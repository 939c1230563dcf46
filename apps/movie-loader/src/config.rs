//! Configuration for the movie loader

use core_config::{Environment, FromEnv, env_parse};
use database::cassandra::CassandraConfig;
use eyre::{Result, ensure};

pub const DEFAULT_KEYSPACE: &str = "movies";
pub const DEFAULT_BATCH_SIZE: usize = 100;

#[derive(Debug, Clone)]
pub struct Config {
    pub environment: Environment,
    /// Connection settings; sessions stay unbound so the keyspace can be created and dropped
    pub cassandra: CassandraConfig,
    /// Keyspace holding the catalog tables
    pub keyspace: String,
    /// Upper bound on rows per batch
    pub batch_size: usize,
    pub replication_factor: u32,
}

impl Config {
    /// Load configuration from environment variables
    pub fn from_env() -> Result<Self> {
        let environment = Environment::from_env();
        let mut cassandra = CassandraConfig::from_env()?; // Required - CASSANDRA_CONTACT_POINTS
        let keyspace = cassandra
            .keyspace
            .take()
            .unwrap_or_else(|| DEFAULT_KEYSPACE.to_string());

        let batch_size = env_parse("LOADER_BATCH_SIZE", DEFAULT_BATCH_SIZE)?;
        ensure!(batch_size > 0, "LOADER_BATCH_SIZE must be at least 1");

        Ok(Self {
            environment,
            cassandra,
            keyspace,
            batch_size,
            replication_factor: env_parse("LOADER_REPLICATION_FACTOR", 1)?,
        })
    }
}

#[cfg(test)]
mod tests {
    use super::*;

    #[test]
    fn test_config_defaults() {
        temp_env::with_vars(
            [
                ("CASSANDRA_CONTACT_POINTS", Some("10.0.0.1:9042,10.0.0.2:9042")),
                ("CASSANDRA_KEYSPACE", None),
                ("LOADER_BATCH_SIZE", None),
                ("LOADER_REPLICATION_FACTOR", None),
            ],
            || {
                let config = Config::from_env().unwrap();
                assert_eq!(config.keyspace, "movies");
                assert_eq!(config.batch_size, 100);
                assert_eq!(config.replication_factor, 1);
                assert_eq!(config.cassandra.contact_points.len(), 2);
                assert!(config.cassandra.keyspace.is_none());
            },
        );
    }

    #[test]
    fn test_config_keyspace_moves_out_of_session_config() {
        temp_env::with_vars(
            [
                ("CASSANDRA_CONTACT_POINTS", Some("127.0.0.1:9042")),
                ("CASSANDRA_KEYSPACE", Some("catalog")),
                ("LOADER_BATCH_SIZE", Some("25")),
            ],
            || {
                let config = Config::from_env().unwrap();
                assert_eq!(config.keyspace, "catalog");
                assert_eq!(config.batch_size, 25);
                assert!(config.cassandra.keyspace.is_none());
            },
        );
    }

    #[test]
    fn test_config_rejects_zero_batch_size() {
        temp_env::with_vars(
            [
                ("CASSANDRA_CONTACT_POINTS", Some("127.0.0.1:9042")),
                ("LOADER_BATCH_SIZE", Some("0")),
            ],
            || {
                assert!(Config::from_env().is_err());
            },
        );
    }

    #[test]
    fn test_config_requires_contact_points() {
        temp_env::with_var_unset("CASSANDRA_CONTACT_POINTS", || {
            assert!(Config::from_env().is_err());
        });
    }
}
use async_trait::async_trait;
use std::collections::HashMap;
use std::sync::Arc;
use tokio::sync::RwLock;

use crate::codec::{self, FieldValue};
use crate::error::{CatalogError, CatalogResult};
use crate::schema::Table;
use crate::writer::{PendingWrite, WriteMode, WriteOutcome, WriteResult, decode_rows};

/// Row key to positional raw fields, as read from CSV or a feed
pub type RawRows = HashMap<String, Vec<String>>;

/// Repository trait for catalog persistence
#[async_trait]
pub trait CatalogRepository: Send + Sync {
    /// Insert all rows into `table` as one batch
    async fn batch_insert(
        &self,
        table: Table,
        rows: RawRows,
        mode: WriteMode,
    ) -> CatalogResult<WriteOutcome>;

    /// Look up one row by its full primary key (partition then clustering values)
    async fn find(&self, table: Table, key: &[FieldValue]) -> CatalogResult<Option<Vec<FieldValue>>>;
}

/// Hashable form of a primary-key value
#[derive(Debug, Clone, PartialEq, Eq, Hash)]
enum KeyPart {
    Int(i32),
    Float(u32),
    Text(String),
    Timestamp(i64),
}

impl From<&FieldValue> for KeyPart {
    fn from(value: &FieldValue) -> Self {
        match value {
            FieldValue::Int(v) => KeyPart::Int(*v),
            FieldValue::Float(v) => KeyPart::Float(v.to_bits()),
            FieldValue::Text(v) => KeyPart::Text(v.clone()),
            FieldValue::Timestamp(v) => KeyPart::Timestamp(*v),
        }
    }
}

type TableRows = HashMap<Vec<KeyPart>, Vec<FieldValue>>;

/// In-memory implementation of CatalogRepository (for development/testing)
///
/// Rows are upserted by primary key like the real tables.
#[derive(Debug, Default, Clone)]
pub struct InMemoryCatalogRepository {
    tables: Arc<RwLock<HashMap<Table, TableRows>>>,
}

impl InMemoryCatalogRepository {
    pub fn new() -> Self {
        Self::default()
    }

    /// Number of distinct rows stored in `table`
    pub async fn count(&self, table: Table) -> usize {
        let tables = self.tables.read().await;
        tables.get(&table).map_or(0, |rows| rows.len())
    }

    async fn upsert(
        tables: Arc<RwLock<HashMap<Table, TableRows>>>,
        table: Table,
        rows: Vec<Vec<FieldValue>>,
    ) -> WriteResult {
        let schema = table.schema();
        let count = rows.len();

        let mut tables = tables.write().await;
        let stored = tables.entry(table).or_default();
        for row in rows {
            let key = codec::key_of(schema, &row).iter().map(KeyPart::from).collect();
            stored.insert(key, row);
        }

        tracing::debug!(%table, rows = count, "Stored batch in memory");
        WriteResult { table, rows: count }
    }
}

#[async_trait]
impl CatalogRepository for InMemoryCatalogRepository {
    async fn batch_insert(
        &self,
        table: Table,
        rows: RawRows,
        mode: WriteMode,
    ) -> CatalogResult<WriteOutcome> {
        let rows = decode_rows(table.schema(), rows)?;
        if rows.is_empty() {
            return Ok(WriteOutcome::Completed(WriteResult { table, rows: 0 }));
        }

        let tables = Arc::clone(&self.tables);
        match mode {
            WriteMode::Sync => Ok(WriteOutcome::Completed(
                Self::upsert(tables, table, rows).await,
            )),
            WriteMode::Async => {
                let count = rows.len();
                Ok(WriteOutcome::Pending(PendingWrite::spawn(
                    table,
                    count,
                    async move { Ok(Self::upsert(tables, table, rows).await) },
                )))
            }
        }
    }

    async fn find(&self, table: Table, key: &[FieldValue]) -> CatalogResult<Option<Vec<FieldValue>>> {
        codec::validate_key(table.schema(), key)
            .map_err(|source| CatalogError::InvalidKey { table, source })?;

        let key: Vec<KeyPart> = key.iter().map(KeyPart::from).collect();
        let tables = self.tables.read().await;
        Ok(tables.get(&table).and_then(|rows| rows.get(&key)).cloned())
    }
}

****************

◆ **EXERCISE INSTRUCTIONS**
All of the data above should be reproduced verbatim.

◆ **RESULT OF THE EXERCISE**
repository 939c1230563dcf46
filename apps/movie-loader/src/config.rs
//! Configuration for the movie loader

use core_config::{Environment, FromEnv, env_parse};
use database::cassandra::CassandraConfig;
use eyre::{Result, ensure};

pub const DEFAULT_KEYSPACE: &str = "movies";
pub const DEFAULT_BATCH_SIZE: usize = 100;

#[derive(Debug, Clone)]
pub struct Config {
    pub environment: Environment,
    /// Connection settings; sessions stay unbound so the keyspace can be created and dropped
    pub cassandra: CassandraConfig,
    /// Keyspace holding the catalog tables
    pub keyspace: String,
    /// Upper bound on rows per batch
    pub batch_size: usize,
    pub replication_factor: u32,
}

impl Config {
    /// Load configuration from environment variables
    pub fn from_env() -> Result<Self> {
        let environment = Environment::from_env();
        let mut cassandra = CassandraConfig::from_env()?; // Required - CASSANDRA_CONTACT_POINTS
        let keyspace = cassandra
            .keyspace
            .take()
            .unwrap_or_else(|| DEFAULT_KEYSPACE.to_string());

        let batch_size = env_parse("LOADER_BATCH_SIZE", DEFAULT_BATCH_SIZE)?;
        ensure!(batch_size > 0, "LOADER_BATCH_SIZE must be at least 1");

        Ok(Self {
            environment,
            cassandra,
            keyspace,
            batch_size,
            replication_factor: env_parse("LOADER_REPLICATION_FACTOR", 1)?,
        })
    }
}

#[cfg(test)]
mod tests {
    use super::*;

    #[test]
    fn test_config_defaults() {
        temp_env::with_vars(
            [
                ("CASSANDRA_CONTACT_POINTS", Some("10.0.0.1:9042,10.0.0.2:9042")),
                ("CASSANDRA_KEYSPACE", None),
                ("LOADER_BATCH_SIZE", None),
                ("LOADER_REPLICATION_FACTOR", None),
            ],
            || {
                let config = Config::from_env().unwrap();
                assert_eq!(config.keyspace, "movies");
                assert_eq!(config.batch_size, 100);
                assert_eq!(config.replication_factor, 1);
                assert_eq!(config.cassandra.contact_points.len(), 2);
                assert!(config.cassandra.keyspace.is_none());
            },
        );
    }

    #[test]
    fn test_config_keyspace_moves_out_of_session_config() {
        temp_env::with_vars(
            [
                ("CASSANDRA_CONTACT_POINTS", Some("127.0.0.1:9042")),
                ("CASSANDRA_KEYSPACE", Some("catalog")),
                ("LOADER_BATCH_SIZE", Some("25")),
            ],
            || {
                let config = Config::from_env().unwrap();
                assert_eq!(config.keyspace, "catalog");
                assert_eq!(config.batch_size, 25);
                assert!(config.cassandra.keyspace.is_none());
            },
        );
    }

    #[test]
    fn test_config_rejects_zero_batch_size() {
        temp_env::with_vars(
            [
                ("CASSANDRA_CONTACT_POINTS", Some("127.0.0.1:9042")),
                ("LOADER_BATCH_SIZE", Some("0")),
            ],
            || {
                assert!(Config::from_env().is_err());
            },
        );
    }

    #[test]
    fn test_config_requires_contact_points() {
        temp_env::with_var_unset("CASSANDRA_CONTACT_POINTS", || {
            assert!(Config::from_env().is_err());
        });
    }
}
use async_trait::async_trait;
use std::collections::HashMap;
use std::sync::Arc;
use tokio::sync::RwLock;

use crate::codec::{self, FieldValue};
use crate::error::{CatalogError, CatalogResult};
use crate::schema::Table;
use crate::writer::{PendingWrite, WriteMode, WriteOutcome, WriteResult, decode_rows};

/// Row key to positional raw fields, as read from CSV or a feed
pub type RawRows = HashMap<String, Vec<String>>;

/// Repository trait for catalog persistence
#[async_trait]
pub trait CatalogRepository: Send + Sync {
    /// Insert all rows into `table` as one batch
    async fn batch_insert(
        &self,
        table: Table,
        rows: RawRows,
        mode: WriteMode,
    ) -> CatalogResult<WriteOutcome>;

    /// Look up one row by its full primary key (partition then clustering values)
    async fn find(&self, table: Table, key: &[FieldValue]) -> CatalogResult<Option<Vec<FieldValue>>>;
}

/// Hashable form of a primary-key value
#[derive(Debug, Clone, PartialEq, Eq, Hash)]
enum KeyPart {
    Int(i32),
    Float(u32),
    Text(String),
    Timestamp(i64),
}

impl From<&FieldValue> for KeyPart {
    fn from(value: &FieldValue) -> Self {
        match value {
            FieldValue::Int(v) => KeyPart::Int(*v),
            FieldValue::Float(v) => KeyPart::Float(v.to_bits()),
            FieldValue::Text(v) => KeyPart::Text(v.clone()),
            FieldValue::Timestamp(v) => KeyPart::Timestamp(*v),
        }
    }
}

type TableRows = HashMap<Vec<KeyPart>, Vec<FieldValue>>;

/// In-memory implementation of CatalogRepository (for development/testing)
///
/// Rows are upserted by primary key like the real tables.
#[derive(Debug, Default, Clone)]
pub struct InMemoryCatalogRepository {
    tables: Arc<RwLock<HashMap<Table, TableRows>>>,
}

impl InMemoryCatalogRepository {
    pub fn new() -> Self {
        Self::default()
    }

    /// Number of distinct rows stored in `table`
    pub async fn count(&self, table: Table) -> usize {
        let tables = self.tables.read().await;
        tables.get(&table).map_or(0, |rows| rows.len())
    }

    async fn upsert(
        tables: Arc<RwLock<HashMap<Table, TableRows>>>,
        table: Table,
        rows: Vec<Vec<FieldValue>>,
    ) -> WriteResult {
        let schema = table.schema();
        let count = rows.len();

        let mut tables = tables.write().await;
        let stored = tables.entry(table).or_default();
        for row in rows {
            let key = codec::key_of(schema, &row).iter().map(KeyPart::from).collect();
            stored.insert(key, row);
        }

        tracing::debug!(%table, rows = count, "Stored batch in memory");
        WriteResult { table, rows: count }
    }
}

#[async_trait]
impl CatalogRepository for InMemoryCatalogRepository {
    async fn batch_insert(
        &self,
        table: Table,
        rows: RawRows,
        mode: WriteMode,
    ) -> CatalogResult<WriteOutcome> {
        let rows = decode_rows(table.schema(), rows)?;
        if rows.is_empty() {
            return Ok(WriteOutcome::Completed(WriteResult { table, rows: 0 }));
        }

        let tables = Arc::clone(&self.tables);
        match mode {
            WriteMode::Sync => Ok(WriteOutcome::Completed(
                Self::upsert(tables, table, rows).await,
            )),
            WriteMode::Async => {
                let count = rows.len();
                Ok(WriteOutcome::Pending(PendingWrite::spawn(
                    table,
                    count,
                    async move { Ok(Self::upsert(tables, table, rows).await) },
                )))
            }
        }
    }

    async fn find(&self, table: Table, key: &[FieldValue]) -> CatalogResult<Option<Vec<FieldValue>>> {
        codec::validate_key(table.schema(), key)
            .map_err(|source| CatalogError::InvalidKey { table, source })?;

        let key: Vec<KeyPart> = key.iter().map(KeyPart::from).collect();
        let tables = self.tables.read().await;
        Ok(tables.get(&table).and_then(|rows| rows.get(&key)).cloned())
    }
}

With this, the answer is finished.